Heritage Foundation: California's Self-Defeating Same-Sex Marriage Decision
Friday, May 23, 2008
By Robert Alt
Last week’s decision by the California Supreme Court, discovering a right to same-sex marriage in the state constitution, was greeted with glee by homosexual-rights advocates across the state and across the country. But such jubilation is misplaced, because the decision will likely result in a significant and lasting defeat for same-sex marriage advocates, both in California and beyond. By removing the issue from the political branches and constitutionalizing the policy question, the court’s decision makes compromise less likely and leaves a state constitutional amendment as the only possible response — one in which same-sex marriage advocates are not likely to prevail.
The California case did not present the question of whether same-sex couples were entitled to any legal recognition of their relationships. That question had already been settled by the legislators, who established a domestic partnership law which provided same-sex couples with virtually all the rights and privileges of marriage, including the ability to make medical decisions, file joint state tax returns, and change surnames.
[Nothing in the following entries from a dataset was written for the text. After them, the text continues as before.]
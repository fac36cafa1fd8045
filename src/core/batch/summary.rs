//! Batch summary and reporting

use super::processor::BatchResult;
use crate::domain::errors::FailureDetail;
use std::collections::BTreeMap;
use std::fmt;
use std::time::Duration;

/// Summary of a batch run
#[derive(Debug, Clone, Default)]
pub struct BatchSummary {
    /// Messages found in the input
    pub total_messages: usize,

    /// Messages converted
    pub successful: usize,

    /// Messages rejected
    pub failed: usize,

    /// Resources produced
    pub total_resources: usize,

    /// Wall-clock time of the run
    pub duration: Duration,

    /// Rejected messages in input order
    pub failures: Vec<FailureDetail>,
}

impl BatchSummary {
    /// Create a new empty summary
    pub fn new() -> Self {
        Self::default()
    }

    /// Set the duration
    pub fn with_duration(mut self, duration: Duration) -> Self {
        self.duration = duration;
        self
    }

    /// True when every message converted
    pub fn is_successful(&self) -> bool {
        self.failed == 0
    }

    /// Get success rate as a percentage
    pub fn success_rate(&self) -> f64 {
        if self.total_messages == 0 {
            return 100.0;
        }
        (self.successful as f64 / self.total_messages as f64) * 100.0
    }

    /// Failure counts keyed by rule name
    pub fn failures_by_rule(&self) -> BTreeMap<&'static str, usize> {
        let mut counts = BTreeMap::new();
        for failure in &self.failures {
            *counts.entry(failure.rule).or_insert(0) += 1;
        }
        counts
    }

    /// Log the summary
    pub fn log_summary(&self) {
        tracing::info!(
            total_messages = self.total_messages,
            successful = self.successful,
            failed = self.failed,
            resources = self.total_resources,
            duration_ms = self.duration.as_millis() as u64,
            success_rate = format!("{:.2}%", self.success_rate()),
            "Batch completed"
        );

        if !self.failures.is_empty() {
            tracing::warn!(
                failure_count = self.failures.len(),
                "Batch completed with failures"
            );
            for failure in &self.failures {
                tracing::warn!(
                    position = failure.position,
                    control_id = failure.control_id.as_deref().unwrap_or(""),
                    rule = failure.rule,
                    message = %failure.message,
                    "Message failed"
                );
            }
        }
    }
}

impl From<BatchResult> for BatchSummary {
    fn from(result: BatchResult) -> Self {
        Self {
            total_messages: result.total(),
            successful: result.successful,
            failed: result.failed,
            total_resources: result.resources,
            duration: Duration::ZERO,
            failures: result.failures,
        }
    }
}

impl fmt::Display for BatchSummary {
    fn fmt(&self, f: &mut fmt::Formatter<'_>) -> fmt::Result {
        writeln!(f, "Messages:   {}", self.total_messages)?;
        writeln!(f, "Converted:  {}", self.successful)?;
        writeln!(f, "Failed:     {}", self.failed)?;
        writeln!(f, "Resources:  {}", self.total_resources)?;
        writeln!(f, "Success:    {:.2}%", self.success_rate())?;
        write!(f, "Duration:   {:.2}s", self.duration.as_secs_f64())?;
        for failure in &self.failures {
            write!(f, "\n  {failure}")?;
        }
        Ok(())
    }
}
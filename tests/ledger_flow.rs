mod common;

use common::{date, open_ledger, save_entry, temp_home};
use zakat_ledger::ledger::{
    form::INVALID_PROFIT_MESSAGE,
    notification::{DELETED_MESSAGE, SAVED_MESSAGE},
    RecordStore, YearMonth, DEFAULT_ZAKAT_RATE,
};

#[test]
fn saving_computes_zakat_and_net() {
    let home = temp_home();
    let mut ledger = open_ledger(&home, date(2024, 3, 15));
    ledger.select_date(date(2024, 3, 1));
    ledger.form_mut().set_profit("1000");
    let note = ledger.save();
    assert_eq!(note.message, SAVED_MESSAGE);

    let record = ledger.record(date(2024, 3, 1)).expect("record saved");
    assert_eq!(record.zakat_rate, DEFAULT_ZAKAT_RATE);
    assert!((record.zakat - 25.0).abs() < f64::EPSILON);
    assert!((record.net - 975.0).abs() < f64::EPSILON);
}

#[test]
fn totals_cover_every_record() {
    let home = temp_home();
    let mut ledger = open_ledger(&home, date(2024, 3, 15));
    save_entry(&mut ledger, date(2024, 3, 1), "1000", "2.5", "0");
    save_entry(&mut ledger, date(2024, 3, 5), "500", "2.5", "10");

    let totals = ledger.totals();
    assert_eq!(totals.total_profit, 1500.0);
    assert_eq!(totals.total_zakat, 37.5);
    assert_eq!(totals.total_sadaka, 10.0);
    assert_eq!(totals.net_profit, 1452.5);
}

#[test]
fn resaving_a_date_replaces_its_record() {
    let home = temp_home();
    let mut ledger = open_ledger(&home, date(2024, 3, 15));
    save_entry(&mut ledger, date(2024, 3, 1), "1000", "2.5", "0");
    save_entry(&mut ledger, date(2024, 3, 1), "2000", "5", "20");

    assert_eq!(ledger.records().len(), 1);
    let record = ledger.record(date(2024, 3, 1)).expect("record");
    assert_eq!(record.zakat, 100.0);
    assert_eq!(record.net, 1880.0);
}

#[test]
fn invalid_profit_leaves_store_untouched() {
    let home = temp_home();
    let mut ledger = open_ledger(&home, date(2024, 3, 15));
    for raw in ["", "abc", "0", "-50"] {
        ledger.form_mut().set_profit(raw);
        let note = ledger.save();
        assert!(!note.is_success());
        assert_eq!(note.message, INVALID_PROFIT_MESSAGE);
    }
    assert!(ledger.records().is_empty());
}

#[test]
fn month_navigation_wraps_years() {
    let home = temp_home();
    let mut ledger = open_ledger(&home, date(2024, 12, 10));
    assert_eq!(ledger.go_to_next_month(), YearMonth::new(2025, 1).unwrap());
    assert_eq!(ledger.go_to_previous_month(), YearMonth::new(2024, 12).unwrap());
    ledger.show_month(YearMonth::new(2024, 1).unwrap());
    assert_eq!(ledger.go_to_previous_month(), YearMonth::new(2023, 12).unwrap());
    assert_eq!(ledger.selected_date(), date(2024, 12, 10));
}

#[test]
fn calendar_marks_days_with_records() {
    let home = temp_home();
    let mut ledger = open_ledger(&home, date(2024, 3, 15));
    save_entry(&mut ledger, date(2024, 3, 5), "100", "2.5", "0");
    let grid = ledger.calendar();
    let marked: Vec<u32> = grid
        .days()
        .filter(|cell| cell.has_data)
        .map(|cell| cell.day)
        .collect();
    assert_eq!(marked, vec![5]);
}

#[test]
fn delete_requires_confirmation() {
    let home = temp_home();
    let mut ledger = open_ledger(&home, date(2024, 3, 15));
    save_entry(&mut ledger, date(2024, 3, 1), "1000", "2.5", "0");

    assert!(ledger.delete(date(2024, 3, 1), |_| false).is_none());
    assert_eq!(ledger.records().len(), 1);

    let note = ledger
        .delete(date(2024, 3, 1), |record| record.profit == 1000.0)
        .expect("confirmed delete");
    assert_eq!(note.message, DELETED_MESSAGE);
    assert!(ledger.records().is_empty());
}

#[test]
fn removing_an_absent_date_changes_nothing() {
    let mut store = RecordStore::new();
    store.upsert(zakat_ledger::ledger::FinancialRecord::compute(
        date(2024, 3, 5),
        500.0,
        2.5,
        0.0,
    ));
    let before = store.clone();
    assert!(store.remove(date(2024, 3, 1)).is_none());
    assert_eq!(store, before);
}

#[test]
fn ledger_table_lists_newest_first() {
    let home = temp_home();
    let mut ledger = open_ledger(&home, date(2024, 3, 15));
    save_entry(&mut ledger, date(2024, 3, 5), "500", "2.5", "0");
    save_entry(&mut ledger, date(2024, 2, 20), "300", "2.5", "0");
    save_entry(&mut ledger, date(2024, 3, 10), "700", "2.5", "0");

    let dates: Vec<_> = ledger.table().iter().map(|record| record.date).collect();
    assert_eq!(
        dates,
        vec![date(2024, 3, 10), date(2024, 3, 5), date(2024, 2, 20)]
    );

    let series = ledger.chart_series();
    assert_eq!(series.labels, vec!["Feb 20", "Mar 5", "Mar 10"]);
    assert_eq!(series.cumulative_profit, vec![300.0, 800.0, 1500.0]);
}

#[test]
fn changing_default_rate_does_not_touch_saved_records() {
    let home = temp_home();
    let mut ledger = open_ledger(&home, date(2024, 3, 15));
    save_entry(&mut ledger, date(2024, 3, 1), "1000", "2.5", "0");
    ledger.set_default_zakat_rate(5.0);
    ledger.reset_form();

    assert_eq!(ledger.form().zakat_rate(), 5.0);
    assert_eq!(ledger.record(date(2024, 3, 1)).map(|r| r.zakat), Some(25.0));
}
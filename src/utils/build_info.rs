/// Compile-time build metadata produced by `build.rs`.
#[derive(Debug, Clone, Copy)]
pub struct BuildMetadata {
    pub version: &'static str,
    pub git_hash: &'static str,
    pub git_status: &'static str,
    pub timestamp: &'static str,
    pub target: &'static str,
    pub profile: &'static str,
    pub rustc: &'static str,
}

/// Returns the statically-embedded build metadata.
pub fn current() -> BuildMetadata {
    BuildMetadata {
        version: env!("CARGO_PKG_VERSION"),
        git_hash: option_env!("ZAKAT_LEDGER_BUILD_HASH").unwrap_or("unknown"),
        git_status: option_env!("ZAKAT_LEDGER_BUILD_STATUS").unwrap_or("unknown"),
        timestamp: option_env!("ZAKAT_LEDGER_BUILD_TIMESTAMP").unwrap_or("unknown"),
        target: option_env!("ZAKAT_LEDGER_BUILD_TARGET").unwrap_or("unknown"),
        profile: option_env!("ZAKAT_LEDGER_BUILD_PROFILE").unwrap_or("unknown"),
        rustc: option_env!("ZAKAT_LEDGER_BUILD_RUSTC").unwrap_or("unknown"),
    }
}
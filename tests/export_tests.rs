mod common;

use assert_fs::prelude::*;
use assert_fs::TempDir;
use common::{date, open_ledger, save_entry, temp_home};
use insta::assert_snapshot;
use predicates::prelude::*;
use regex::Regex;
use zakat_ledger::export::{DirectorySink, ExportSink};
use zakat_ledger::ledger::notification::EXPORTED_MESSAGE;

#[test]
fn export_writes_header_and_rows_in_stored_order() {
    let home = temp_home();
    let mut ledger = open_ledger(&home, date(2024, 3, 15));
    save_entry(&mut ledger, date(2024, 3, 5), "500", "2.5", "10");
    save_entry(&mut ledger, date(2024, 3, 1), "1000", "2.5", "0");

    let file = ledger.export_file().expect("export");
    assert_snapshot!(file.contents, @r###"
    Date,Profit (₹),Zakat Rate (%),Zakat (₹),Sadaka (₹),Net Profit (₹)
    2024-03-05,500,2.5,12.5,10,477.5
    2024-03-01,1000,2.5,25,0,975
    "###);
}

#[test]
fn export_file_is_named_after_today() {
    let home = temp_home();
    let ledger = open_ledger(&home, date(2024, 3, 15));
    let file = ledger.export_file().expect("export");

    let pattern = Regex::new(r"^profit-zakat-data-\d{4}-\d{2}-\d{2}\.csv$").unwrap();
    assert!(pattern.is_match(&file.file_name), "{}", file.file_name);
    assert_eq!(file.file_name, "profit-zakat-data-2024-03-15.csv");
}

#[test]
fn empty_export_still_has_header() {
    let home = temp_home();
    let ledger = open_ledger(&home, date(2024, 3, 15));
    let file = ledger.export_file().expect("export");
    assert_eq!(file.contents.lines().count(), 1);
    assert!(file.contents.starts_with("Date,Profit (₹)"));
}

#[test]
fn directory_sink_delivers_the_file() {
    let home = temp_home();
    let mut ledger = open_ledger(&home, date(2024, 3, 15));
    save_entry(&mut ledger, date(2024, 3, 1), "1000", "2.5", "0");

    let out = TempDir::new().unwrap();
    let sink = DirectorySink::new(out.path().join("exports"));
    let path = ledger.export_to(&sink).expect("delivered");

    out.child("exports/profit-zakat-data-2024-03-15.csv")
        .assert(predicate::path::exists())
        .assert(predicate::str::contains("2024-03-01,1000,2.5,25,0,975"));
    assert_eq!(path, sink.dir().join("profit-zakat-data-2024-03-15.csv"));

    let (note, written) = ledger.export(&sink);
    assert!(note.is_success());
    assert_eq!(note.message, EXPORTED_MESSAGE);
    assert_eq!(written.as_ref(), Some(&path));
    assert_eq!(sink.deliver(&ledger.export_file().unwrap()).unwrap(), path);
}

#[test]
fn export_into_unwritable_directory_reports_failure() {
    let home = temp_home();
    let mut ledger = open_ledger(&home, date(2024, 3, 15));
    save_entry(&mut ledger, date(2024, 3, 1), "1000", "2.5", "0");

    let out = TempDir::new().unwrap();
    out.child("occupied").write_str("not a directory").unwrap();
    let sink = DirectorySink::new(out.path().join("occupied"));

    let (note, written) = ledger.export(&sink);
    assert!(!note.is_success());
    assert!(note.message.starts_with("Export failed:"));
    assert!(written.is_none());
}
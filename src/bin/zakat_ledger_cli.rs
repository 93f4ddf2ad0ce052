use std::process;

use zakat_ledger::{cli::run_cli, init};

fn main() {
    init();

    if let Err(err) = run_cli() {
        eprintln!("Error: {err}");
        process::exit(1);
    }
}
The question before the court was therefore more modest: Does restriction of the title “marriage” to opposite sex couples violate the state constitution?
To this modest question came an answer of judicial immodesty. Indeed, as works of judicial activism go, the California Supreme Court’s decision is the Mona Lisa. The 100-plus page opinion begins, ironically enough, by stating “our task in this proceeding is not to decide whether we believe, as a matter of policy, that the officially recognized relationship of a same-sex couple should be designated a marriage rather than a domestic partnership, but to determine whether the difference in the official names of the relationships violates the California Constitution.” Of course, a judge writes this kind of a sentence only as a prologue to penning a policy judgment. And the decision does not disappoint.
Doing what once quaintly was thought to be the work of legislators, the court makes quick work of the task of weighing the relative importance of maintaining a traditional definition of marriage against denying same-sex couples the right to have their relationships accorded the “dignity and equal respect” afforded traditional families. It finds the justifications for maintaining even the label of marriage for traditional opposite-sex couples wanting.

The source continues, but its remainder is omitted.